Den Ratsherren als Führungsspitze der Stadt wurde ein besonders exponierter Platz für ihre Teilnahme am Gottesdienst eingeräumt. Im Westen, direkt über dem Mittelgang bot sich ihnen der unverstellte Blick auf den Altar und die Kanzel. Sicher wurden nicht zufällig Könige des alten Testaments als Thema für die Gemälde der Brüstung gewählt.

Der Innenraum der Johanniskirche in Herford veranschaulicht eindrucksvoll, wie gesellschaftliche Gruppierungen in der Zeit nach der Reformation die Ausstattung der Kirchen geprägt haben, sei es im Sinne einer Erinnerungskultur, einer gewollten Repräsentation oder schlichtweg einer frommen Stiftung. Waren es in der Zeit der alten Kirche oft Altarstiftungen, die diesen Absichten dienten, gewann das komfortable Sitzen während des evangelischen Gottesdienstes an Bedeutung, stand doch nun die lange Predigt von der Kanzel im Mittelpunkt des liturgischen Geschehens.





So auch wir oder ein Engel vom Himmel euch würde Evangelium predigen, anders als daß wir euch geprediget haben, der sey verflucht.
Galater 1,8
Der Spruch aus dem Brief des Paulus an die Galater, der am Rand des Schalldeckels zu lesen ist, verweist darauf, dass an diesem Ort die reine Lehre gepredigt wird. Im Jahr 1602 – in Herford hatte sich in den vorangegangenen Jahrzehnten die Lehre Luthers etabliert – wurde am südöstlichen Rundpfeiler die Kanzel mit einer Vielzahl geschnitzter Darstellungen und reichhaltiger Ornamentik errichtet. Als Verkünder der Worte Gottes finden sich am Kanzelkorb die vier Evangelisten samt Moses. Am Aufgang und der Kanzeltür sind Porträts der vier großen Propheten mit Szenen aus ihren Schriften abgebildet.

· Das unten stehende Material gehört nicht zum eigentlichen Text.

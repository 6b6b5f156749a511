//! Heater simulator
//!
//! Publishes simulated temperature readings on a fixed interval and answers
//! configuration requests:
//!
//! | Verb | Resources | Effect                                   |
//! |------|-----------|------------------------------------------|
//! | GET  | `config`  | current set point, mode and interval     |
//! | GET  | `readings`| latest readings                          |
//! | PUT  | `config`  | update `setPoint` and/or `mode`          |
//! | EXEC | `reset`   | restore the configured initial readings  |

use std::sync::Arc;
use std::time::Duration;

use async_trait::async_trait;
use kura_cloud::{ListenerSet, Publisher};
use kura_core::{
    CancelToken, Envelope, HandlerError, HandlerResult, ManagedWorker, MetricValue,
    RequestEnvelope, RequestHandler, RequestResources, ResponseEnvelope, StopOutcome, WorkerError,
};
use parking_lot::RwLock;
use serde::{Deserialize, Serialize};
use tracing::{debug, info};

use crate::bridge::{publish_all, Publishers};
use crate::config::HeaterConfig;

pub const METRIC_TEMPERATURE_INTERNAL: &str = "temperatureInternal";
pub const METRIC_TEMPERATURE_EXTERNAL: &str = "temperatureExternal";
pub const METRIC_TEMPERATURE_EXHAUST: &str = "temperatureExhaust";
pub const METRIC_SET_POINT: &str = "setPoint";
pub const METRIC_MODE: &str = "mode";
pub const METRIC_ERROR_CODE: &str = "errorCode";
pub const METRIC_PUBLISH_INTERVAL: &str = "publishIntervalMs";

const EXHAUST_OFFSET: f64 = 30.0;

#[derive(Debug, Clone, Copy, Default, PartialEq, Eq, Serialize, Deserialize)]
#[serde(rename_all = "lowercase")]
pub enum HeaterMode {
    #[default]
    Program,
    Manual,
    Vacation,
}

impl HeaterMode {
    pub fn as_str(self) -> &'static str {
        match self {
            HeaterMode::Program => "program",
            HeaterMode::Manual => "manual",
            HeaterMode::Vacation => "vacation",
        }
    }

    /// Case-insensitive parse
    pub fn parse(value: &str) -> Option<Self> {
        match value.to_ascii_lowercase().as_str() {
            "program" => Some(HeaterMode::Program),
            "manual" => Some(HeaterMode::Manual),
            "vacation" => Some(HeaterMode::Vacation),
            _ => None,
        }
    }
}

#[derive(Debug, Clone, PartialEq)]
pub struct HeaterReadings {
    pub temperature_internal: f64,
    pub temperature_external: f64,
    pub temperature_exhaust: f64,
    pub set_point: f64,
    pub mode: HeaterMode,
    pub error_code: i64,
}

impl HeaterReadings {
    pub fn from_config(config: &HeaterConfig) -> Self {
        Self {
            temperature_internal: config.initial_temperature,
            temperature_external: config.external_temperature,
            temperature_exhaust: config.initial_temperature + EXHAUST_OFFSET,
            set_point: config.set_point,
            mode: config.mode,
            error_code: 0,
        }
    }

    /// Move the internal temperature one increment towards the set point
    pub fn step(&mut self, increment: f64) {
        let delta = self.set_point - self.temperature_internal;
        if delta.abs() <= increment {
            self.temperature_internal = self.set_point;
        } else {
            self.temperature_internal += increment.copysign(delta);
        }
        self.temperature_exhaust = self.temperature_internal + EXHAUST_OFFSET;
    }

    pub fn to_envelope(&self) -> Envelope {
        Envelope::new()
            .with_metric(METRIC_TEMPERATURE_INTERNAL, self.temperature_internal)
            .with_metric(METRIC_TEMPERATURE_EXTERNAL, self.temperature_external)
            .with_metric(METRIC_TEMPERATURE_EXHAUST, self.temperature_exhaust)
            .with_metric(METRIC_SET_POINT, self.set_point)
            .with_metric(METRIC_MODE, self.mode.as_str())
            .with_metric(METRIC_ERROR_CODE, self.error_code)
    }
}

pub struct Heater {
    config: RwLock<HeaterConfig>,
    readings: Arc<RwLock<HeaterReadings>>,
    publishers: Arc<Publishers>,
    worker: ManagedWorker,
}

impl Heater {
    pub fn new(config: HeaterConfig) -> Self {
        let readings = HeaterReadings::from_config(&config);
        Self {
            config: RwLock::new(config),
            readings: Arc::new(RwLock::new(readings)),
            publishers: Arc::new(ListenerSet::new()),
            worker: ManagedWorker::new("heater"),
        }
    }

    /// Handler id to register with the router
    pub fn id(&self) -> String {
        self.config.read().id.clone()
    }

    pub fn readings(&self) -> HeaterReadings {
        self.readings.read().clone()
    }

    pub fn add_publisher(&self, publisher: Arc<dyn Publisher>) -> bool {
        self.publishers.register(publisher)
    }

    pub fn remove_publisher(&self, publisher: &Arc<dyn Publisher>) -> bool {
        self.publishers.unregister(publisher)
    }

    pub fn is_running(&self) -> bool {
        self.worker.is_running()
    }

    /// Start the periodic publisher
    pub async fn start(&self) -> Result<(), WorkerError> {
        let (interval, increment) = self.timing();
        let readings = self.readings.clone();
        let publishers = self.publishers.clone();
        self.worker
            .start(move |cancel| publish_loop(readings, publishers, interval, increment, cancel))
            .await?;
        info!(interval_ms = interval.as_millis() as u64, "Heater simulator started");
        Ok(())
    }

    pub async fn stop(&self) -> StopOutcome {
        self.worker.stop().await
    }

    /// Apply a new configuration and restart the publisher
    ///
    /// Set point and mode are taken from `config`; the current temperatures
    /// are kept.
    pub async fn reconfigure(&self, config: HeaterConfig) -> Result<(), WorkerError> {
        {
            let mut readings = self.readings.write();
            readings.set_point = config.set_point;
            readings.mode = config.mode;
            readings.temperature_external = config.external_temperature;
        }
        *self.config.write() = config;

        let (interval, increment) = self.timing();
        let readings = self.readings.clone();
        let publishers = self.publishers.clone();
        self.worker
            .restart(move |cancel| publish_loop(readings, publishers, interval, increment, cancel))
            .await?;
        info!(interval_ms = interval.as_millis() as u64, "Heater simulator reconfigured");
        Ok(())
    }

    fn timing(&self) -> (Duration, f64) {
        let config = self.config.read();
        (
            Duration::from_millis(config.publish_interval_ms),
            config.temperature_increment,
        )
    }

    fn config_response(&self) -> ResponseEnvelope {
        let readings = self.readings.read();
        let interval = self.config.read().publish_interval_ms;
        ResponseEnvelope::ok()
            .with_metric(METRIC_SET_POINT, readings.set_point)
            .with_metric(METRIC_MODE, readings.mode.as_str())
            .with_metric(METRIC_PUBLISH_INTERVAL, interval as i64)
    }
}

async fn publish_loop(
    readings: Arc<RwLock<HeaterReadings>>,
    publishers: Arc<Publishers>,
    interval: Duration,
    increment: f64,
    cancel: CancelToken,
) {
    while cancel.sleep(interval).await {
        let envelope = {
            let mut readings = readings.write();
            readings.step(increment);
            readings.to_envelope()
        };
        publish_all(&publishers, &envelope, "heater").await;
    }
    debug!("Heater publish loop stopped");
}

fn float_metric(request: &RequestEnvelope, name: &str) -> HandlerResult<Option<f64>> {
    match request.metric(name) {
        None => Ok(None),
        Some(value) => value
            .as_float()
            .map(Some)
            .ok_or_else(|| HandlerError::BadRequest(format!("{} must be a number", name))),
    }
}

#[async_trait]
impl RequestHandler for Heater {
    async fn do_get(
        &self,
        resources: &RequestResources,
        _request: &RequestEnvelope,
    ) -> HandlerResult<ResponseEnvelope> {
        if resources.matches(&["config"]) {
            Ok(self.config_response())
        } else if resources.matches(&["readings"]) {
            let mut response = ResponseEnvelope::ok();
            response.envelope.metrics = self.readings().to_envelope().metrics;
            Ok(response)
        } else {
            Err(HandlerError::NotFound(resources.to_string()))
        }
    }

    async fn do_put(
        &self,
        resources: &RequestResources,
        request: &RequestEnvelope,
    ) -> HandlerResult<ResponseEnvelope> {
        if !resources.matches(&["config"]) {
            return Err(HandlerError::NotFound(resources.to_string()));
        }

        let set_point = float_metric(request, METRIC_SET_POINT)?;
        let mode = match request.metric(METRIC_MODE) {
            None => None,
            Some(MetricValue::String(value)) => Some(
                HeaterMode::parse(value)
                    .ok_or_else(|| HandlerError::BadRequest(format!("unknown mode '{}'", value)))?,
            ),
            Some(other) => {
                return Err(HandlerError::BadRequest(format!(
                    "{} must be a string, got {}",
                    METRIC_MODE,
                    other.type_name()
                )))
            }
        };
        if set_point.is_none() && mode.is_none() {
            return Err(HandlerError::BadRequest(format!(
                "expected {} or {}",
                METRIC_SET_POINT, METRIC_MODE
            )));
        }

        {
            let mut readings = self.readings.write();
            let mut config = self.config.write();
            if let Some(set_point) = set_point {
                readings.set_point = set_point;
                config.set_point = set_point;
            }
            if let Some(mode) = mode {
                readings.mode = mode;
                config.mode = mode;
            }
        }
        info!(?set_point, ?mode, "Heater configuration updated");
        Ok(self.config_response())
    }

    async fn do_exec(
        &self,
        resources: &RequestResources,
        _request: &RequestEnvelope,
    ) -> HandlerResult<ResponseEnvelope> {
        if !resources.matches(&["reset"]) {
            return Err(HandlerError::NotFound(resources.to_string()));
        }
        let fresh = HeaterReadings::from_config(&self.config.read());
        *self.readings.write() = fresh;
        info!("Heater readings reset");
        Ok(ResponseEnvelope::ok())
    }
}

Umgeben von hohen Fenstern, deren Glasmalereien zu großen Teilen noch aus dem Mittelalter stammen, dominiert im Chor der noch aus dem 16. Jahrhundert stammende Altar. Sein Bildprogramm wird, ganz den Empfehlungen Luthers entsprechend, vom Gedenken an den Opfertod Jesu Christi bestimmt. Unter einer Kreuzigungsszene im oberen Geschoss befindet sich ein großformatiges Gemälde des letzten Abendmahls mit den Einsetzungsworten.

Die Verbindung von Bild und Text, die auch die Gestaltung der Kanzel und der Emporen prägt, setzt sich auch hier fort. Die stilreine Ausstattung aus der Zeit der Renaissance entfaltet vor dem Besucher ein vielschichtiges illustriertes Evangelium und bietet ihm ein besonderes Raumerlebnis in der gotischen Kirche.